五連勤、しかも連日残業で二十時過ぎまで帰れなかった上に休日の前の日に呼び出され、朝まで職場に居たことには目をつぶる。
 そんなことを言っていたらここでは働けない。
 タフでないと続けられない仕事なのだ。

「おー、ご苦労さん。助かったわ」
「いえいえ。お役に立ててなによりです」
 当直の警官から声をかけられる。今日の当直は刑事課の久保だったようだ。
 あかりが地域課にいたときにペアを組んでいて特にお世話になった先輩だ。有り難いことに今でも顔を合わせると何かと気にかけてくれる。
 手に持っていた二つの缶コーヒーのうち一本をあかりに投げてよこすと、久保はあかりの隣の席にドサッと座った。

山科やましなと別れたんだって?」
 あかりは苦笑いする。わざわざ近づいて来て何を話すかと思えば、このことか。
「……相変わらずお耳が早いですね」
「まぁな」
 
 誰からの情報なのかは訊ねなくてもわかっている。本人からだ。
 元カレの山科はやてと久保は同期で同じ刑事課だし、仲がいい。
 いくら噂が流れるのが早い警察であっても、久保の性格からして裏取りもせずにあかりに話すことはない。

「あいつ浮気でもしてたん? ずいぶんこっぴどい振り方したらしいじゃん」
 案の定、颯から事細かく聞き出しているようだ。冗談めかしながらも目を眇めて訊ねてくる久保に、あかりは笑いながらも返答に困る。

(颯さん、どこまで話しているんだ?)

 久保がいくら口が堅いとはいえ、職場でペラペラ喋るとすぐに噂になる。それも尾ひれ背びれがついて。
 どうしようか考えあぐねているあかりを楽しそうに見ながら待っていた久保がいきなり「いてっ」と声を上げた。
 あかりが久保の後ろを見ると、そこには今話題にしていた颯が立っていた。
「おっ、山科。奇遇だな」
 苦い顔をしながら颯は久保に釘を刺す。
「いらんこと聞くな」
「いいじゃん、気になるし」
「お前には関係ないだろ。ってかさっさと仕事しろ」
 取り付く島もなく、サッサとどこかに向かう颯に久保は苦笑して席を立った。
 これ以上あかりのそばにいたら、颯を苛立たせるだけだと判断したのだろう。
「福田ー、邪魔して悪かったな。呼び出し、お疲れさん。書類それ、さっさと仕上げて帰れよー」
「コーヒー、ご馳走様です」
「おう! どういたしまして」
 気さくに返事をした久保が足早に去っていくのを確認して、あかりはホッとため息をつく。
 
 颯とは部署は違うからそこまで頻繁に会うことはないけれど、同じ職場であるからこうして顔を合わせてしまうことがある。
 別れた直後だし、会うのが気まずくないといえば嘘になる。

(久保さんがいてよかった)

 お互いに公私混同するタイプではないが、さすがに別れた男女が二人きりでいたとあっては、あらぬ噂を立てられかねない。
 再びため息をついたあかりは、いつもの癖で先程の颯の表情を思い浮かべる。

(颯さん、顔色悪かったな。
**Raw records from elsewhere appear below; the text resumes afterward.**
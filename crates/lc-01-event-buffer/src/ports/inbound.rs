//! # Inbound Port - EventStreamCache
//!
//! Primary driving port exposing the buffer to the stream subscription
//! layer. Subscribers answer range queries through this trait and fall
//! back to the durable store only when the answer is a
//! `LastBufferChunkSuffix`.

use crate::domain::{BufferSlice, EventBufferError, EventsBuffer};

/// Primary API of the event stream buffer.
///
/// The committer drives `push` and `prune`; stream subscribers drive
/// `slice`. Implementations must keep all operations safe to call from
/// multiple threads.
pub trait EventStreamCache<O, E>: Send + Sync
where
    O: Ord + Clone + std::fmt::Debug,
    E: Clone,
{
    /// Appends one committed event.
    ///
    /// # Errors
    /// - `UnorderedOffsets`: the offset does not advance the log. Fatal for
    ///   the committing session.
    fn push(&self, offset: O, entry: E) -> Result<(), EventBufferError<O>>;

    /// Answers the range query `(start_exclusive, end_inclusive]`.
    ///
    /// An empty `Inclusive` slice can mean "entries existed in range but
    /// the filter rejected all of them"; callers that treat it as "no more
    /// events in range" must be aware of this.
    fn slice<FR>(
        &self,
        start_exclusive: &O,
        end_inclusive: &O,
        filter: &dyn Fn(&E) -> Option<FR>,
    ) -> BufferSlice<O, (O, FR)>
    where
        Self: Sized;

    /// Drops every entry with offset ≤ `end_inclusive`.
    fn prune(&self, end_inclusive: &O);

    /// Empties the buffer.
    fn flush(&self);

    /// Number of buffered entries.
    fn len(&self) -> usize;

    /// True when nothing is buffered.
    fn is_empty(&self) -> bool {
        self.len() == 0
    }
}

impl<O, E> EventStreamCache<O, E> for EventsBuffer<O, E>
where
    O: Ord + Clone + std::fmt::Debug + Send + Sync,
    E: Clone + Send + Sync,
{
    fn push(&self, offset: O, entry: E) -> Result<(), EventBufferError<O>> {
        EventsBuffer::push(self, offset, entry)
    }

    fn slice<FR>(
        &self,
        start_exclusive: &O,
        end_inclusive: &O,
        filter: &dyn Fn(&E) -> Option<FR>,
    ) -> BufferSlice<O, (O, FR)> {
        EventsBuffer::slice(self, start_exclusive, end_inclusive, filter)
    }

    fn prune(&self, end_inclusive: &O) {
        EventsBuffer::prune(self, end_inclusive)
    }

    fn flush(&self) {
        EventsBuffer::flush(self)
    }

    fn len(&self) -> usize {
        EventsBuffer::len(self)
    }
}

#[cfg(test)]
mod tests {
    use super::*;
    use crate::ports::outbound::NullMetricsSink;
    use std::sync::Arc;

    // Everything except the generic `slice` stays usable through a trait
    // object, so subscribers can hold `&dyn EventStreamCache`.
    fn _assert_object_safe(cache: &dyn EventStreamCache<u64, String>) {
        let _ = cache.len();
    }

    fn drain_tail<C: EventStreamCache<u64, &'static str>>(cache: &C) -> Vec<(u64, &'static str)> {
        match cache.slice(&0, &u64::MAX, &|entry| Some(*entry)) {
            BufferSlice::Inclusive(slice) => slice,
            BufferSlice::LastBufferChunkSuffix { slice, .. } => slice,
        }
    }

    #[test]
    fn test_buffer_drives_through_the_port() {
        let buffer: EventsBuffer<u64, &'static str> =
            EventsBuffer::new(4, Arc::new(NullMetricsSink), 10);
        let cache: &dyn EventStreamCache<u64, &'static str> = &buffer;

        cache.push(1, "A").unwrap();
        cache.push(2, "B").unwrap();
        assert_eq!(cache.len(), 2);

        // Generic consumers get the full slice surface.
        assert_eq!(drain_tail(&buffer), vec![(2, "B")]);

        cache.prune(&1);
        assert_eq!(cache.len(), 1);
        cache.flush();
        assert!(cache.is_empty());
    }
}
……ちゃんと休めているのか……)

 そこでハッと気づいて、首をブンブンと左右に振って今浮かんできた気持ちを振り払う。

 もう彼女じゃないのだ。心配しても颯に何もしてあげられない。

 あかりは想いを振り払うように残りの書類に向き合った。

 普通なら三十分ほどで終わる書類に一時間半かかってしまったのは余談である。